One possible explanation for this contradiction was that nurses may experience increased urgency (rather than decreased quality) in judgement in response to what was perceived as only ‘mild’ time pressure. In this study, mild time pressure was induced by using a time limit of 20 seconds – a constraint sufficient to complete the task but not generous. Under such mild constraints decision makers might effectively cope with situations by executing an appropriate action within the time allowed [31] using a strategy of accelerated information processing [31, 32]. Acceleration, an increase in the speed of information processing, has been identified as a common adaptation to time pressure [27, 33]. With the imposition of time constraints, participants accelerate information processing in order to implement a preferred strategy. This could be attributed to increased anxiety and energy arising from time pressure [32], thus leading participants to cope with judgements within time limits. This study only induced two states: ‘no time pressure’ and ‘time pressure’. There is a need for future research to identify the effect of different states of time pressure on judgements and identify any cognitive thresholds, or tipping points, associated with the shift from mild to severe time constraint.
Despite no measurable change in judgement outcomes, the findings from our study show that time pressure does lead to changes in judgement strategies. This indicates that changes in judgement strategies under time pressure are not necessarily associated with changes in judgement performance, suggesting that there is more than one way of processing clinical information to reach the same judgement under the specific context of time pressure. For example, the findings from our study revealed heart rate contributed less to judgements in time constrained scenarios with no discernible impact on judgement quality. Of course, this picture could be due to the limited value of heart rate in predicting acute deterioration and the fact that other cues such as respiratory rate should be given more weight as they have a higher positive predictive value.
It is important to note that under time pressure nurses tend to use fewer clinical cues and the predominant clinical cue for making judgements was (appropriately) respiration rate. This result is consistent with the findings by Svenson and Edland [34], which indicate that a greater weight is given to the most important information cue under the condition of time pressure. Moreover, the effect of time pressure on differential cue utilisation also replicates the findings by Wright [35] and Rothstein [29] that time pressured judges tend to change their strategies by relying on fewer cues than no-time-pressured judges.
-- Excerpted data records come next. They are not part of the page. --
mod support;

use std::sync::Arc;

use subcontrol::circuit_engine::CircuitEngineConfig;
use subcontrol::domain::{
    Checkpoint, EngineSettings, Job, JobPhase, JobStatus, OnBreakPolicy, SentenceSplitConfig,
    SeparationPolicy, UnalignedResult, UnalignedSentence,
};
use subcontrol::events::EventBus;
use subcontrol::models::{HardwareProfile, ModelSupervisor, NoopLoader};
use subcontrol::persistence::{CheckpointStore, JobPaths};
use subcontrol::pipeline::{CancelToken, PauseGate, PipelineContext, PipelineRunner};

use support::{flat_segments, job_dir, CopySeparator, FakeTranscoder, FixedConfidenceRecognizer, PassthroughAligner};

fn settings() -> EngineSettings {
    EngineSettings {
        model_id: "primary".into(),
        compute_precision: "fp16".into(),
        device: "cpu".into(),
        batch_size: 1,
        word_level_timestamps: false,
        separation_policy: SeparationPolicy::Off,
        on_break_policy: OnBreakPolicy::Continue,
        problem_segment_suffix: subcontrol::domain::default_problem_segment_suffix(),
    }
}

fn fake_result(idx: u32) -> UnalignedResult {
    UnalignedResult {
        segment_index: idx,
        language: Some("en".into()),
        segments: vec![UnalignedSentence {
            id: format!("{idx}-0"),
            start_ms: idx as u64 * 1_000,
            end_ms: idx as u64 * 1_000 + 900,
            text: format!("segment {idx}"),
        }],
    }
}

/// Scenario 2 (spec.md §8): a checkpoint with 4 of 10 segments already
/// processed survives a process restart. A fresh `PipelineRunner` against
/// the same job directory resumes at segment 4 and the rendered SRT
/// contains all ten segments in order.
#[test]
fn resumes_from_checkpoint_at_first_unprocessed_segment() {
    let root = tempfile::tempdir().unwrap();
    let jobs_dir = root.path().join("jobs");
    std::fs::create_dir_all(&jobs_dir).unwrap();

    let job_id = "job-resume-1".to_string();
    let paths = JobPaths::new(job_dir(root.path(), &job_id));
    std::fs::create_dir_all(&paths.dir).unwrap();

    let checkpoints = Arc::new(CheckpointStore::new(jobs_dir));

    let mut checkpoint = Checkpoint::new(job_id.clone(), 10, flat_segments(10, 1_000), settings());
    checkpoint.phase = JobPhase::Transcribe;
    for idx in 0..4 {
        checkpoint.mark_processed(idx, fake_result(idx));
    }
    checkpoints.save(&checkpoint).unwrap();

    let events = Arc::new(EventBus::new());
    let models = Arc::new(ModelSupervisor::new(HardwareProfile::NoGpu, Box::new(NoopLoader)));

    let ctx = PipelineContext {
        checkpoints,
        events,
        models,
        hardware: HardwareProfile::NoGpu,
        paths: paths.clone(),
        transcoder: Arc::new(FakeTranscoder { segments: flat_segments(10, 1_000) }),
        primary_recognizer: Arc::new(FixedConfidenceRecognizer { confidence: 0.95 }),
        fallback_recognizer: Arc::new(FixedConfidenceRecognizer { confidence: 0.99 }),
        aligner: Arc::new(PassthroughAligner),
        separator: Arc::new(CopySeparator),
        circuit_config: CircuitEngineConfig::default(),
        sentence_config: SentenceSplitConfig::default(),
        cancel: CancelToken::new(),
        pause: PauseGate::new(),
    };

    let mut job = Job::new(job_id, "input.mp4".into(), settings(), 0);
    job.total_segments = Some(10);
    let runner = PipelineRunner::new(ctx);
    runner.run(&mut job).expect("resumed pipeline run should succeed");

    assert_eq!(job.status, JobStatus::Finished);
    assert_eq!(job.processed_segments, Some(10));

    let srt = std::fs::read_to_string(paths.output_srt()).unwrap();
    for idx in 0..4 {
        assert!(srt.contains(&format!("segment {idx}")), "missing checkpointed segment {idx} in rendered SRT: {srt}");
    }
    for idx in 4..10 {
        assert!(
            srt.contains(&format!("primary:segments/{idx}.wav")),
            "missing freshly-transcribed segment {idx} in rendered SRT: {srt}"
        );
    }

    let aligned: Vec<serde_json::Value> =
        serde_json::from_slice(&std::fs::read(paths.aligned()).unwrap()).unwrap();
    assert_eq!(aligned.len(), 10);
}
use crate::domain::{MusicalityLevel, SeparationPolicy, SeparationTier};
use crate::models::HardwareProfile;

/// Separation tier resolution (spec.md §4.4 step 2). `off` always skips;
/// on hardware without a GPU, separation is skipped unless the user policy
/// is `always`.
pub fn resolve_initial_tier(
    policy: SeparationPolicy,
    bgm: MusicalityLevel,
    hardware: HardwareProfile,
) -> SeparationTier {
    match policy {
        SeparationPolicy::Off => SeparationTier::None,
        SeparationPolicy::Always => SeparationTier::Weak,
        SeparationPolicy::Auto => {
            if matches!(hardware, HardwareProfile::NoGpu) {
                return SeparationTier::None;
            }
            match bgm {
                MusicalityLevel::None => SeparationTier::None,
                MusicalityLevel::Light => SeparationTier::Weak,
                MusicalityLevel::Heavy => SeparationTier::Strong,
            }
        }
    }
}
use std::collections::HashMap;
use std::sync::atomic::{AtomicU64, Ordering};
use std::sync::Mutex;
use std::time::{Duration, SystemTime, UNIX_EPOCH};

use tokio::sync::mpsc;
use tracing::debug;

use crate::domain::{Event, EventChannel, EventKind};
use crate::sync_ext::MutexExt;

/// Bounded per-subscriber buffer size (spec.md §4.2, "e.g. 256").
const SUBSCRIBER_BUFFER: usize = 256;
/// Heartbeat interval when nothing else has flowed on a channel (spec.md §4.2).
const PING_INTERVAL: Duration = Duration::from_secs(10);

pub type EventReceiver = mpsc::Receiver<Event>;

struct Subscriber {
    sender: mpsc::Sender<Event>,
}

struct ChannelState {
    subscribers: Vec<Subscriber>,
    next_monotonic_id: u64,
    last_published_at: std::time::Instant,
}

impl ChannelState {
    fn new() -> Self {
        ChannelState { subscribers: Vec::new(), next_monotonic_id: 0, last_published_at: std::time::Instant::now() }
    }

    fn next_id(&mut self) -> u64 {
        let id = self.next_monotonic_id;
        self.next_monotonic_id += 1;
        id
    }
}

/// Publish/subscribe hub, one registry entry per channel scope (spec.md
/// §4.2). Grounded mechanically on the `tokio::sync::broadcast`-per-channel
/// shape used in the retrieval pack's event-bus file, combined with the
/// teacher's in-process listener-registration idiom
/// (`engine/listeners.rs`), but implemented with per-subscriber bounded
/// `mpsc` channels rather than a single `broadcast` channel so that
/// droppable (`job_progress`, `ping`) and non-droppable (`signal`,
/// `job_status`) kinds can be handled with different backpressure policies,
/// as spec.md §4.2 requires.
pub struct EventBus {
    channels: Mutex<HashMap<EventChannel, ChannelState>>,
}

impl EventBus {
    pub fn new() -> Self {
        EventBus { channels: Mutex::new(HashMap::new()) }
    }

    /// Subscribes to `channel`. `initial_snapshot` must be built by the
    /// caller from the current in-memory state (never from history — "reconnect
    /// is full refetch", spec.md §4.2) immediately before calling this, so the
    /// `initial_state` event reflects a consistent point-in-time view.
    pub fn subscribe(&self, channel: EventChannel, initial_snapshot: serde_json::Value) -> EventReceiver {
        let (tx, rx) = mpsc::channel(SUBSCRIBER_BUFFER);
        let mut channels = self.channels.lock_unpoisoned();
        let state = channels.entry(channel.clone()).or_insert_with(ChannelState::new);
        let initial = Event {
            channel: channel.clone(),
            kind: EventKind::InitialState { snapshot: initial_snapshot },
            monotonic_id: state.next_id(),
        };
        // The initial event is subscriber-specific, so it bypasses fan-out
        // and is sent directly; the new subscriber is then registered for
        // subsequent broadcasts.
        let _ = tx.try_send(initial);
        state.subscribers.push(Subscriber { sender: tx });
        rx
    }

    /// Publishes `kind` on `channel`. Never blocks on a slow subscriber
    /// (spec.md §4.2, §5): droppable kinds are silently dropped on a full
    /// buffer, non-droppable kinds cause that subscriber to be disconnected
    /// so it must reconnect (which issues a fresh `initial_state`).
    pub fn publish(&self, channel: EventChannel, kind: EventKind) {
        let mut channels = self.channels.lock_unpoisoned();
        let state = match channels.get_mut(&channel) {
            Some(state) => state,
            None => return,
        };
        let monotonic_id = state.next_id();
        state.last_published_at = std::time::Instant::now();
        let droppable = kind.is_droppable();
        let mut i = 0;
        while i < state.subscribers.len() {
            let event = Event { channel: channel.clone(), kind: kind.clone(), monotonic_id };
            match state.subscribers[i].sender.try_send(event) {
                Ok(()) => {
                    i += 1;
                }
                Err(mpsc::error::TrySendError::Full(_)) => {
                    if droppable {
                        i += 1;
                    } else {
                        debug!(?channel, "disconnecting slow subscriber on non-droppable overflow");
                        state.subscribers.remove(i);
                    }
                }
                Err(mpsc::error::TrySendError::Closed(_)) => {
                    state.subscribers.remove(i);
                }
            }
        }
    }

    /// Emits a `ping` on every channel that has gone quiet for longer than
    /// `PING_INTERVAL` (spec.md §4.2: "emitted every 10s if nothing else
    /// flowed"). Intended to be driven by a periodic background task.
    pub fn tick_heartbeat(&self) {
        let now_ms = SystemTime::now().duration_since(UNIX_EPOCH).map(|d| d.as_millis() as u64).unwrap_or(0);
        let due: Vec<EventChannel> = {
            let channels = self.channels.lock_unpoisoned();
            channels
                .iter()
                .filter(|(_, state)| state.last_published_at.elapsed() >= PING_INTERVAL)
                .map(|(channel, _)| channel.clone())
                .collect()
        };
        for channel in due {
            self.publish(channel, EventKind::Ping { monotonic_ms: now_ms });
        }
    }

    pub fn heartbeat_interval() -> Duration {
        PING_INTERVAL
    }

    /// Drops every subscriber's sender, closing their streams so SSE
    /// handlers see end-of-stream instead of hanging (spec.md §4.10 shutdown
    /// drain).
    pub fn drain(&self) {
        let mut channels = self.channels.lock_unpoisoned();
        channels.clear();
    }
}

impl Default for EventBus {
    fn default() -> Self {
        Self::new()
    }
}

#[cfg(test)]
mod tests {
    use super::*;
    use serde_json::json;

    #[test]
    fn subscribe_emits_initial_state_first() {
        let bus = EventBus::new();
        let mut rx = bus.subscribe(EventChannel::Global, json!({"queue": []}));
        let event = rx.try_recv().expect("initial event");
        assert!(matches!(event.kind, EventKind::InitialState { .. }));
        assert_eq!(event.monotonic_id, 0);
    }

    #[test]
    fn monotonic_ids_increase_on_same_channel() {
        let bus = EventBus::new();
        let mut rx = bus.subscribe(EventChannel::Global, json!({}));
        let _ = rx.try_recv().unwrap();
        bus.publish(EventChannel::Global, EventKind::Ping { monotonic_ms: 1 });
        bus.publish(EventChannel::Global, EventKind::Ping { monotonic_ms: 2 });
        let e1 = rx.try_recv().unwrap();
        let e2 = rx.try_recv().unwrap();
        assert!(e1.monotonic_id < e2.monotonic_id);
    }

    #[test]
    fn droppable_events_are_dropped_under_backpressure_without_disconnect() {
        let bus = EventBus::new();
        let mut rx = bus.subscribe(EventChannel::Global, json!({}));
        let _ = rx.try_recv().unwrap();
        for i in 0..(SUBSCRIBER_BUFFER as u64 + 10) {
            bus.publish(EventChannel::Global, EventKind::Ping { monotonic_ms: i });
        }
        // Subscriber must still be registered (not disconnected) even though
        // some pings were necessarily dropped.
        bus.publish(EventChannel::Global, EventKind::Ping { monotonic_ms: 999 });
        assert!(rx.try_recv().is_ok());
    }

    #[test]
    fn unknown_channel_publish_is_a_no_op() {
        let bus = EventBus::new();
        bus.publish(EventChannel::Job { job_id: "ghost".into() }, EventKind::Ping { monotonic_ms: 1 });
    }
}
The use of fewer cues with no loss of quality, can be explained by the notion that nurses reason adaptively: an enhanced process of information filtration and omission in time pressured conditions [31, 36, 37]. For example, Edland [38, 39] and Laurence et al [40] showed that people under time pressure focused more on the most important attributes and were more likely to prioritise important information. More generally Herbert Simon was awarded the Nobel Prize for economics for his idea that information and other constraints will always prevent wholly pure rational judgement and decision making – we will always operate in a boundedly rational environment [41, 42]. Gigerenzer [43] describes our adaptation to this bounded, but still information-rich environment by outlining “fast and frugal” reasoning strategies such as the “take the best [cue and use that]” as a successful strategy for good quality judgements [43–48]. With the fast and frugal strategy, participants often do not need to sacrifice accuracy but must consider fewer alternatives with increased speed and pay most attention to the discriminating cue.
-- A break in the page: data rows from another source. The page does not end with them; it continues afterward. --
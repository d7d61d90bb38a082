use std::collections::BTreeSet;

use serde::{Deserialize, Serialize};

use super::job::{EngineSettings, JobPhase};
use super::segment::Segment;

/// Current schema version for `checkpoint.json` (spec.md §6).
pub const CHECKPOINT_SCHEMA_VERSION: u32 = 1;

#[derive(Debug, Clone, Serialize, Deserialize, PartialEq)]
#[serde(rename_all = "camelCase")]
pub struct UnalignedSentence {
    pub id: String,
    pub start_ms: u64,
    pub end_ms: u64,
    pub text: String,
}

#[derive(Debug, Clone, Serialize, Deserialize, PartialEq)]
#[serde(rename_all = "camelCase")]
pub struct UnalignedResult {
    pub segment_index: u32,
    pub language: Option<String>,
    pub segments: Vec<UnalignedSentence>,
}

/// Durable partial state of a job (spec.md §3 "Checkpoint" and §6 schema).
#[derive(Debug, Clone, Serialize, Deserialize, PartialEq)]
#[serde(rename_all = "camelCase")]
pub struct Checkpoint {
    pub version: u32,
    pub job_id: String,
    pub phase: JobPhase,
    pub total_segments: u32,
    pub processed_indices: Vec<u32>,
    pub segments: Vec<Segment>,
    pub unaligned_results: Vec<UnalignedResult>,
    pub original_settings: EngineSettings,
    /// Indices of segments that tripped the circuit breaker (spec.md §8
    /// scenario 4); their rendered text gets the configured suffix.
    #[serde(default)]
    pub problem_segments: BTreeSet<u32>,
}

impl Checkpoint {
    pub fn new(job_id: String, total_segments: u32, segments: Vec<Segment>, settings: EngineSettings) -> Self {
        Checkpoint {
            version: CHECKPOINT_SCHEMA_VERSION,
            job_id,
            phase: JobPhase::Split,
            total_segments,
            processed_indices: Vec::new(),
            segments,
            unaligned_results: Vec::new(),
            original_settings: settings,
            problem_segments: BTreeSet::new(),
        }
    }

    /// `processed_indices` must be a subset of `0..total_segments` with no repeats
    /// (spec.md §8 quantified invariant).
    pub fn processed_indices_are_valid(&self) -> bool {
        let set: BTreeSet<u32> = self.processed_indices.iter().copied().collect();
        if set.len() != self.processed_indices.len() {
            return false;
        }
        set.iter().all(|idx| *idx < self.total_segments)
    }

    /// First segment index not yet processed — the restart resume point
    /// within the transcribe stage (spec.md §4.5 restart contract).
    pub fn first_unprocessed_index(&self) -> Option<u32> {
        let processed: BTreeSet<u32> = self.processed_indices.iter().copied().collect();
        (0..self.total_segments).find(|idx| !processed.contains(idx))
    }

    pub fn mark_processed(&mut self, index: u32, result: UnalignedResult) {
        if !self.processed_indices.contains(&index) {
            self.processed_indices.push(index);
        }
        self.unaligned_results.retain(|r| r.segment_index != index);
        self.unaligned_results.push(result);
    }
}
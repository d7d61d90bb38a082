use clap::Parser;
use tracing::info;

use subcontrol::config::Config;
use subcontrol::engine::Engine;
use subcontrol::logging;

#[tokio::main]
async fn main() -> anyhow::Result<()> {
    let config = Config::parse();
    let _log_guard = logging::init(&config.root)?;

    info!(root = %config.root.display(), host = %config.host, port = config.port, "starting subcontrold");

    let engine = Engine::bootstrap(config.clone())?;
    let router = engine.router();

    let addr = format!("{}:{}", config.host, config.port);
    let listener = tokio::net::TcpListener::bind(&addr).await?;
    info!(%addr, "listening");

    axum::serve(listener, router)
        .with_graceful_shutdown(shutdown_signal(engine))
        .await?;

    info!("shut down cleanly");
    Ok(())
}

/// Resolves on whichever comes first: Ctrl-C, or the engine's own
/// heartbeat-grace-window drain condition (spec.md §4.10).
async fn shutdown_signal(engine: Engine) {
    let ctrl_c = async {
        tokio::signal::ctrl_c().await.expect("failed to install Ctrl-C handler");
    };

    tokio::select! {
        _ = ctrl_c => info!("received Ctrl-C, draining"),
        _ = engine.shutdown_signal() => {},
    }
}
Time pressure increased the (cognitive) complexity of a critical care environment [49]. The proportional increase in activities and potential for interruptions to clinical activities [50] and the limited time for deliberation on imperfect information cues [51] mean that more (information) is squeezed into a narrower cognitive space. As a response, time pressured nurses tend toward clinical experience based intuitive judgements instead of more analytic, externally supported (using clinical decision support systems for example), approaches to reducing uncertainty and reaching judgements [52, 53]. Our study suggests that for this information limited and simulated task, nurses are able to cope with a certain level of time pressure by employing adaptive reasoning strategies that result in considerable savings in cognitive effort without compromising judgement accuracy. This optimistic picture though should be viewed cautiously. This was a necessarily simple experiment in which the amount of information, the values used, and the ways it was presented, was controlled and where we knew the predictive value of the information contained. For many (if not most) of healthcare these characteristics and knowledge are often absent. Research suggests that nurses’ [14, 15] - like other healthcare professionals [54] - adaptive responses are not always optimal.
Strengths and limitations
One of the key strengths of our study was that we used real records of the simulated cases to establish the reference standards, which ensured the robustness of reference standards. However, this study uses a rather simple method to induce time pressure by imposing a fixed deadline on the whole group. This approach assumes that a fixed deadline induces the same state of time pressure for all participants, but it fails to consider the difference between individual participants in terms of the amount of time they normally take to complete a task under no time pressure. For example, a nurse who normally requires a short time to make a risk assessment in practice may feel less pressured under this fixed time frame. Further research may need to define time pressure from individual nurses’ perspectives. Assessing the effect of different states of time pressure (e.g. mild vs. extreme) on judgement performance also needs to be carefully examined in future research. Furthermore, a limited sample size of the participants did not allow a reliable subgroup analysis between experienced nurses and student nurses to investigate the effect of clinical experience under time pressure and no time pressure conditions. Further research with a larger sample size is required to investigate the assumption that clinical experience may have differential effect under time constraint situations. In addition, as our study only focused on acute care setting, our findings may not be generalizable to other settings. Future researchers should investigate whether similar findings can be replicated in other clinical settings as well as other groups of clinicians.
Implication for practice
The findings from our study have revealed that time pressure does not necessarily negatively impact on nurses’ judgement performance. Instead, nurses cope efficiently with (a degree of) time pressure by accelerating judgement processes without sacrificing accuracy. It suggests that nurses are capable of dealing with certain levels of time pressure, such as the mild state introduced in this study. However, it should be recognised that extreme time pressure could still potentially compromise nurses’ judgement performance [30]. Therefore, minimising time pressure in practice is a desirable policy objective for fostering good quality nursing judgements.
Conclusions
This study has tested whether time pressure impacts on both judgement strategies and outcomes in the context of simulated acute care settings. It provides insights into nurses’ judgement performance and the strategies used when confronting time pressure in clinical environments. Time pressure exerts a significant effect on nurses’ judgement strategies but little impact on judgment outcomes: nurses tend toward a more efficient use of information to reach judgements under time pressure. Findings imply that nurses are capable of using adaptive judgement strategies to cope with mild -not extreme- time constraints when making judgements in acute care settings.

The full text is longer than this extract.